> Exercise details: The expected output is exactly the lines below, starting at the line with "filename crates/sparring-adaptive/src/range.rs" and ending at the line with "result: a learner", both included; no other line belongs in it.

•••

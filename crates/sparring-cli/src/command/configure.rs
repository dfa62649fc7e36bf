use std::path::PathBuf;

use anyhow::Context as _;
use clap::ArgGroup;
use sparring_core::{GamePhase, Rating, StyleVector};
use sparring_tuning::{mapper, uci};

use crate::{
    command::CatalogArg,
    schema::{Configuration, Envelope},
    util,
};

#[derive(Debug, Clone, clap::Args)]
#[command(group(ArgGroup::new("opponent").required(true).args(["profile", "style"])))]
pub(crate) struct ConfigureArg {
    #[clap(flatten)]
    catalog: CatalogArg,
    /// Opponent profile id, e.g. `magnus_carlsen`
    #[arg(long)]
    profile: Option<String>,
    /// Style weights `positional,tactical,risk,attack,endgame`
    #[arg(long, value_parser = parse_style, requires = "rating")]
    style: Option<StyleVector>,
    /// Target rating (defaults to the profile's nominal rating)
    #[arg(long)]
    rating: Option<Rating>,
    /// Game phase
    #[arg(long, default_value_t = GamePhase::Middlegame, conflicts_with = "fen")]
    phase: GamePhase,
    /// Detect the game phase from a FEN position
    #[arg(long)]
    fen: Option<String>,
    /// Output file path
    #[arg(long)]
    output: Option<PathBuf>,
}

fn parse_style(s: &str) -> Result<StyleVector, String> {
    let weights = s
        .split(',')
        .map(|w| {
            w.trim()
                .parse::<f32>()
                .map_err(|e| format!("invalid weight `{w}`: {e}"))
        })
        .collect::<Result<Vec<_>, _>>()?;
    let [positional, tactical, risk, attack, endgame] = weights[..] else {
        return Err(format!("expected 5 weights, got {}", weights.len()));
    };
    Ok(StyleVector::new(positional, tactical, risk, attack, endgame))
}

pub(crate) fn run(arg: &ConfigureArg) -> anyhow::Result<()> {
    let ConfigureArg {
        catalog,
        profile,
        style,
        rating,
        phase,
        fen,
        output,
    } = arg;

    let phase = match fen {
        Some(fen) => GamePhase::from_fen(fen).context("Failed to detect game phase")?,
        None => *phase,
    };

    let configuration = if let Some(id) = profile {
        let catalog = util::load_catalog(catalog.catalog.as_deref())?;
        let profile = catalog.get(id)?;
        let target = profile.target_rating(*rating);
        let config = mapper::config_for_profile(profile, *rating, phase);
        Configuration {
            profile_id: Some(profile.id.clone()),
            rating: target,
            phase,
            config,
            commands: uci::encode(&config),
        }
    } else {
        let style = (*style).context("Either --profile or --style is required")?;
        let rating = (*rating).context("--style requires --rating")?;
        let config = mapper::map_config(&style, rating, phase);
        Configuration {
            profile_id: None,
            rating,
            phase,
            config,
            commands: uci::encode(&config),
        }
    };
    eprintln!(
        "Configured skill level {} at rating {} for the {}",
        configuration.config.skill_level(),
        configuration.rating,
        configuration.phase
    );

    util::save_json(&Envelope::now(configuration), output.as_deref())
}

#[cfg(test)]
mod tests {
    use super::*;

    #[test]
    fn test_parse_style() {
        let style = parse_style("0.8, 0.2,0.3,0.4,1.5").unwrap();
        assert_eq!(style.endgame(), 1.0);
        assert!(parse_style("0.8,0.2").is_err());
        assert!(parse_style("a,b,c,d,e").is_err());
    }
}
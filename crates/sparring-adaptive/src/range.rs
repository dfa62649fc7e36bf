use sparring_core::{MAX_TUNABLE_RATING, MIN_TUNABLE_RATING, Rating, RatingRange};

const BAND_HALF_WIDTH: Rating = 200;
const TARGET_WIN_RATE: f32 = 0.5;
const SHIFT_PER_WIN_RATE: f32 = 200.0;

/// Rating band a learner should be practicing against.
///
/// A ±200 band around `rating`, shifted away from the learner's result: a learner
/// winning more than half their games gets a band lowered by
/// `(win_rate - 0.5) × 200`, a learner losing most gets it raised. Without games the
/// win rate is taken as 0.5. Both ends stay within 800..=2800.
///
/// ```
/// use sparring_adaptive::optimal_rating_range;
/// use sparring_core::RatingRange;
///
/// assert_eq!(optimal_rating_range(1500, 0, 0), RatingRange::new(1300, 1700));
/// assert_eq!(optimal_rating_range(1500, 10, 8), RatingRange::new(1240, 1640));
/// ```
#[must_use]
#[expect(clippy::cast_precision_loss, clippy::cast_possible_truncation)]
pub fn optimal_rating_range(rating: Rating, games_played: u32, games_won: u32) -> RatingRange {
    let rating = RatingRange::TUNABLE.clamp(rating);
    let win_rate = if games_played == 0 {
        TARGET_WIN_RATE
    } else {
        games_won.min(games_played) as f32 / games_played as f32
    };
    let shift = (win_rate - TARGET_WIN_RATE) * SHIFT_PER_WIN_RATE;

    let shifted = |bound: Rating| {
        let bound = bound.clamp(MIN_TUNABLE_RATING, MAX_TUNABLE_RATING);
        ((bound as f32 - shift).round() as Rating).clamp(MIN_TUNABLE_RATING, MAX_TUNABLE_RATING)
    };
    RatingRange::new(
        shifted(rating - BAND_HALF_WIDTH),
        shifted(rating + BAND_HALF_WIDTH),
    )
}
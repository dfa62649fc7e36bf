use std::path::PathBuf;

use clap::{Parser, Subcommand};

use self::{
    adapt::AdaptArg, configure::ConfigureArg, profiles::ProfilesArg, report::ReportArg,
    simulate::SimulateArg,
};

mod adapt;
mod configure;
mod profiles;
mod report;
mod simulate;

#[derive(Debug, Clone, Parser)]
#[command(author, version, about, long_about = None)]
pub struct CommandArgs {
    #[command(subcommand)]
    mode: Mode,
}

#[derive(Debug, Clone, Subcommand)]
enum Mode {
    /// List opponent profiles
    Profiles(#[clap(flatten)] ProfilesArg),
    /// Derive engine settings and UCI commands for an opponent
    Configure(#[clap(flatten)] ConfigureArg),
    /// Feed match outcomes to the adaptive rating controller
    Adapt(#[clap(flatten)] AdaptArg),
    /// Generate a training report from a progress snapshot
    Report(#[clap(flatten)] ReportArg),
    /// Simulate an adaptive training session against an opponent
    Simulate(#[clap(flatten)] SimulateArg),
}

/// Where opponent profiles come from.
#[derive(Default, Debug, Clone, clap::Args)]
pub(crate) struct CatalogArg {
    /// Opponent catalog JSON file (built-in profiles when omitted)
    #[arg(long)]
    catalog: Option<PathBuf>,
}

pub fn run() -> anyhow::Result<()> {
    let args = CommandArgs::parse();
    match args.mode {
        Mode::Profiles(arg) => profiles::run(&arg)?,
        Mode::Configure(arg) => configure::run(&arg)?,
        Mode::Adapt(arg) => adapt::run(&arg)?,
        Mode::Report(arg) => report::run(&arg)?,
        Mode::Simulate(arg) => simulate::run(&arg)?,
    }
    Ok(())
}
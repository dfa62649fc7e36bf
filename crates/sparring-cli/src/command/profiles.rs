use std::path::PathBuf;

use sparring_core::{Rating, StyleId};

use crate::{
    command::CatalogArg,
    schema::{Envelope, ProfileEntry, ProfileList},
    util,
};

#[derive(Default, Debug, Clone, clap::Args)]
pub(crate) struct ProfilesArg {
    #[clap(flatten)]
    catalog: CatalogArg,
    /// Only list opponents that can be tuned to this rating
    #[arg(long)]
    rating: Option<Rating>,
    /// Prefer opponents of this style (requires --rating)
    #[arg(long, requires = "rating")]
    style: Option<StyleId>,
    /// Output file path
    #[arg(long)]
    output: Option<PathBuf>,
}

pub(crate) fn run(arg: &ProfilesArg) -> anyhow::Result<()> {
    let ProfilesArg {
        catalog,
        rating,
        style,
        output,
    } = arg;

    let catalog = util::load_catalog(catalog.catalog.as_deref())?;
    let profiles = match rating {
        Some(rating) => catalog.recommended(*rating, *style),
        None => catalog.profiles().iter().collect(),
    };
    if profiles.is_empty() {
        eprintln!("No opponent supports the requested rating");
    }

    let list = ProfileList {
        profiles: profiles
            .into_iter()
            .map(|profile| ProfileEntry {
                profile,
                style_summary: profile.style_vector.describe(),
            })
            .collect(),
    };
    util::save_json(&Envelope::now(list), output.as_deref())
}
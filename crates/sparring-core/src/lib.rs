//! Data model shared by the sparring opponent engine.
//!
//! This crate defines the vocabulary every other crate in the workspace speaks:
//!
//! - [`StyleVector`] - Five clamped weights describing a playing personality
//! - [`StyleId`] - Closed set of style families used to key opponent profiles
//! - [`GamePhase`] - Opening, middlegame or endgame
//! - [`OpponentProfile`] / [`ProfileCatalog`] - Read-only opponent reference data
//! - [`MatchOutcome`] - Result of a finished game from the learner's perspective
//! - [`Rating`] / [`RatingRange`] - Elo-style ratings and inclusive bounds
//!
//! # Validation Policy
//!
//! Two kinds of bad input are treated differently:
//!
//! - **Out-of-range numbers** (weights outside \[0, 1\], ratings outside a range) are
//!   clamped silently. An opponent must always remain configurable.
//! - **Unknown identifiers** (a phase, style, outcome or profile id that does not exist)
//!   fail fast with a [`ParseError`]. Such values indicate an integration bug upstream.
//!
//! # Example
//!
//! ```
//! use sparring_core::{GamePhase, ProfileCatalog, StyleVector};
//!
//! let catalog = ProfileCatalog::builtin();
//! let carlsen = catalog.get("magnus_carlsen").unwrap();
//! assert!(carlsen.style_vector.endgame() > 0.8);
//!
//! let phase: GamePhase = "endgame".parse().unwrap();
//! assert_eq!(phase, GamePhase::Endgame);
//!
//! // Weights are clamped, never rejected
//! let wild = StyleVector::new(1.7, -0.2, 0.5, 0.5, 0.5);
//! assert_eq!(wild.positional(), 1.0);
//! assert_eq!(wild.tactical(), 0.0);
//! ```

pub use self::{outcome::*, phase::*, profile::*, rating::*, style::*};

mod outcome;
mod phase;
mod profile;
mod rating;
mod style;

/// Failure to interpret an identifier coming from outside the core.
#[derive(Debug, Clone, PartialEq, Eq, derive_more::Display, derive_more::Error)]
pub enum ParseError {
    #[display("unknown game phase `{value}` (expected opening, middlegame or endgame)")]
    UnknownPhase { value: String },
    #[display("unknown style id `{value}` (expected positional, tactical, solid or technical)")]
    UnknownStyle { value: String },
    #[display("unknown match outcome `{value}` (expected win, draw or loss)")]
    UnknownOutcome { value: String },
    #[display("unknown opponent profile `{id}`")]
    UnknownProfile { id: String },
    #[display("malformed FEN `{fen}`: {reason}")]
    MalformedFen { fen: String, reason: &'static str },
}

/// Failure to assemble a profile catalog from external records.
#[derive(Debug, Clone, PartialEq, Eq, derive_more::Display, derive_more::Error)]
pub enum CatalogError {
    #[display("duplicate opponent profile id `{id}`")]
    DuplicateId { id: String },
    #[display("opponent profile `{id}` has an empty id or name")]
    MissingIdentity { id: String },
}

•••

> Your response:
filename crates/sparring-adaptive/src/range.rs
repository dfa62649fc7e36bf
use sparring_core::{MAX_TUNABLE_RATING, MIN_TUNABLE_RATING, Rating, RatingRange};

const BAND_HALF_WIDTH: Rating = 200;
const TARGET_WIN_RATE: f32 = 0.5;
const SHIFT_PER_WIN_RATE: f32 = 200.0;

/// Rating band a learner should be practicing against.
///
/// A ±200 band around `rating`, shifted away from the learner's result: a learner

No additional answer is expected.